[Dataset records]
:::::
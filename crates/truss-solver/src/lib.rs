//! Direct stiffness solver for 3D pin-jointed truss structures.
//!
//! The pipeline: per-strut 6×6 stiffness in global coordinates, sparse COO
//! assembly with duplicate summation, penalty enforcement of fixed-node
//! constraints, a sparse Cholesky solve, and axial stress recovery from the
//! solved displacements.

pub mod analysis;
pub mod assembly;
pub mod constraints;
pub mod element;
pub mod error;
pub mod solver;
pub mod stress;

pub use analysis::{AnalysisConfig, StaticAnalysis, StaticResults, solve_static};
pub use assembly::{assemble_force_vector, assemble_stiffness, scatter_element};
pub use constraints::{PENALTY_FACTOR, apply_constraints};
pub use element::{ElementCache, ElementStiffness, element_stiffness};
pub use error::{EntityKind, Result, SolveError};
pub use solver::solve_displacements;
pub use stress::recover_stresses;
:::::
• _About this exercise_: Would you reproduce all the entries exactly?

• _Answer box_:
filename crates/truss-solver/src/lib.rs
//! Direct stiffness solver for 3D pin-jointed truss structures.
//!
//! The pipeline: per-strut 6×6 stiffness in global coordinates, sparse COO
//! assembly with duplicate summation, penalty enforcement of fixed-node
//! constraints, a sparse Cholesky solve, and axial stress recovery from the
//! solved displacements.

pub mod analysis;
pub mod assembly;
pub mod constraints;
pub mod element;
pub mod error;
pub mod solver;
pub mod stress;

pub use analysis::{AnalysisConfig, StaticAnalysis, StaticResults, solve_static};
pub use assembly::{assemble_force_vector, assemble_stiffness, scatter_element};
pub use constraints::{PENALTY_FACTOR, apply_constraints};
pub use element::{ElementCache, ElementStiffness, element_stiffness};
pub use error::{EntityKind, Result, SolveError};
pub use solver::solve_displacements;
pub use stress::recover_stresses;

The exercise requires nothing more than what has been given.